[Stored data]
--------------------------------------------------

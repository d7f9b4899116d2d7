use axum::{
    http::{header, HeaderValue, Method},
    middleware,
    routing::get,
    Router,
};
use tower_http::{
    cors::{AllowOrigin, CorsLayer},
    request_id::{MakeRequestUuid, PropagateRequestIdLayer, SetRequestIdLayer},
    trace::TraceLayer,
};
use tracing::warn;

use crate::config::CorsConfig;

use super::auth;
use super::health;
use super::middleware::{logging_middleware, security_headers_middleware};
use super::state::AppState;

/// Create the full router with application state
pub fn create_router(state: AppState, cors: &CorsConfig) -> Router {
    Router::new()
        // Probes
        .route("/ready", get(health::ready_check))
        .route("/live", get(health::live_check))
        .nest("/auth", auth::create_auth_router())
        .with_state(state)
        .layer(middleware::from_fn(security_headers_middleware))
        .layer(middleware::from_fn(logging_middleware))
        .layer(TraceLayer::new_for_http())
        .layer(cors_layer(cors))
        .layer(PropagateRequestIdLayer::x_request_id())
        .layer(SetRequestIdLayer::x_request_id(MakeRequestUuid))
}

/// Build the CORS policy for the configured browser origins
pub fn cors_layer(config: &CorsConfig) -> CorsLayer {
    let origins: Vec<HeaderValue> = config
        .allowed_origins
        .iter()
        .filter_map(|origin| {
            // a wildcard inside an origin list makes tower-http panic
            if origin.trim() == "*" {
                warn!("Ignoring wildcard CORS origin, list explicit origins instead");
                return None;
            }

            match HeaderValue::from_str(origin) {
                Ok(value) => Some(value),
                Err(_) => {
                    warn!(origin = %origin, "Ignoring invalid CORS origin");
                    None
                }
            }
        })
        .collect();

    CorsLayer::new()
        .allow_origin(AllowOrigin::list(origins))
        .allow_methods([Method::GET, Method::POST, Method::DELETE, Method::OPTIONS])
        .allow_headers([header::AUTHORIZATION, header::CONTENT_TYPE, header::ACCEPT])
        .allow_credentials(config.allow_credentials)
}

--------------------------------------------------

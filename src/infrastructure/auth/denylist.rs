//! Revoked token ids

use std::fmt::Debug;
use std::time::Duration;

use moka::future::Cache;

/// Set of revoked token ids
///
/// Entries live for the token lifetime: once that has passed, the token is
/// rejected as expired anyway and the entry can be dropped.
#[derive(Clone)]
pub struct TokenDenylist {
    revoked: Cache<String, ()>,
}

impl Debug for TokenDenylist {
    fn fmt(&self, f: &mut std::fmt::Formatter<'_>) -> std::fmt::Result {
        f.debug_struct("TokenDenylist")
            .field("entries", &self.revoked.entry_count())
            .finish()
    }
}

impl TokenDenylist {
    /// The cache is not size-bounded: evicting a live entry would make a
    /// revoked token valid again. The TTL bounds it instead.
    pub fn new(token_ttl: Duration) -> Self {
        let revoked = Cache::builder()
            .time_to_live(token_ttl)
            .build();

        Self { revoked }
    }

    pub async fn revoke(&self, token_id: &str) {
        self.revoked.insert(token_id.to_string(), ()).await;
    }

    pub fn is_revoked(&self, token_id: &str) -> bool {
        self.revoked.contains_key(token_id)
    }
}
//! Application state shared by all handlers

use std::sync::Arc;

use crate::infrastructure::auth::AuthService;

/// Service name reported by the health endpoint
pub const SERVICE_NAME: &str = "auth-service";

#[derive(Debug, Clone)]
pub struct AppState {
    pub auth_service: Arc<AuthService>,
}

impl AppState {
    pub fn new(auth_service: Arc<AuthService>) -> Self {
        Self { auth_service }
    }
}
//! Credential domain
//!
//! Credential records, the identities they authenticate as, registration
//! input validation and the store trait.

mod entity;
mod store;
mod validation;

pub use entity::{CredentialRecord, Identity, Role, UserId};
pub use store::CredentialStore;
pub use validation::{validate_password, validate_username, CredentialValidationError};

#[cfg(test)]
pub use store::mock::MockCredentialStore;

--------------------------------------------------

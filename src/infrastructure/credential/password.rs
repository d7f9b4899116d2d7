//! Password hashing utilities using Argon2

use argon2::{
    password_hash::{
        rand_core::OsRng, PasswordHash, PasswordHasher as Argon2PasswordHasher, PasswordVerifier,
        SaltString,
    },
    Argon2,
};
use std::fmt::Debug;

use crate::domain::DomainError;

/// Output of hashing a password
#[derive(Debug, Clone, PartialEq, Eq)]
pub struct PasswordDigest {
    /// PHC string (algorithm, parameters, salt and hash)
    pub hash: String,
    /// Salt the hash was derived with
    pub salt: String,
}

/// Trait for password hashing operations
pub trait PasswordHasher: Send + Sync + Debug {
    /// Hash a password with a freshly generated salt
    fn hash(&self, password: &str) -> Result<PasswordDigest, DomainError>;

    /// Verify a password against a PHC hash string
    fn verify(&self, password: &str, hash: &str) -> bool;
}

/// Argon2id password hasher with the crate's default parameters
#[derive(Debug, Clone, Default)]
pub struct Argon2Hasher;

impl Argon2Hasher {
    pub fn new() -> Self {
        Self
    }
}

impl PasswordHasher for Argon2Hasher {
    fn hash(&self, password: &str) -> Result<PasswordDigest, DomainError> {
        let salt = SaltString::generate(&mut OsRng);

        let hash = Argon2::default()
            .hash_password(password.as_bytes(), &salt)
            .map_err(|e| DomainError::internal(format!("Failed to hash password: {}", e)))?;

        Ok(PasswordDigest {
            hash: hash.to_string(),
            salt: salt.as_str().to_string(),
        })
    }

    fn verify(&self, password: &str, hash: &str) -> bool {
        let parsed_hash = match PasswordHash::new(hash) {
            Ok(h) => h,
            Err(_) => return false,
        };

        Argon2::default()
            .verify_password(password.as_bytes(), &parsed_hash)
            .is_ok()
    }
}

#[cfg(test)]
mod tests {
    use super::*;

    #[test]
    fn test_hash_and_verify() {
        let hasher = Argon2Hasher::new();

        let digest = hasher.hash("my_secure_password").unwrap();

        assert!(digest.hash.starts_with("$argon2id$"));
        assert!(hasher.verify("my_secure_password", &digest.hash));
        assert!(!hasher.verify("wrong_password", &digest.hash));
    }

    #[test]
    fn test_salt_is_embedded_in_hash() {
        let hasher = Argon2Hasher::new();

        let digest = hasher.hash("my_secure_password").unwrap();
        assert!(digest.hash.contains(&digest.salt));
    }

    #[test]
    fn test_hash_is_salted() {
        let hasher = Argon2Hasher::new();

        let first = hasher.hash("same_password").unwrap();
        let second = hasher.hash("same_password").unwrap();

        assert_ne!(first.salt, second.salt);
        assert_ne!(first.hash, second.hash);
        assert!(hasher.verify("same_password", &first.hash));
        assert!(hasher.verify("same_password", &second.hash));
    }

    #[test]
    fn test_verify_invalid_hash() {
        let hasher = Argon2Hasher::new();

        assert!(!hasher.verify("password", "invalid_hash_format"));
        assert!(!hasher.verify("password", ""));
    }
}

--------------------------------------------------

Copy out each line of the data that holds the string "Duration".

■ **OUTPUT OF THE EXERCISE**:
use std::time::Duration;
    pub fn new(token_ttl: Duration) -> Self {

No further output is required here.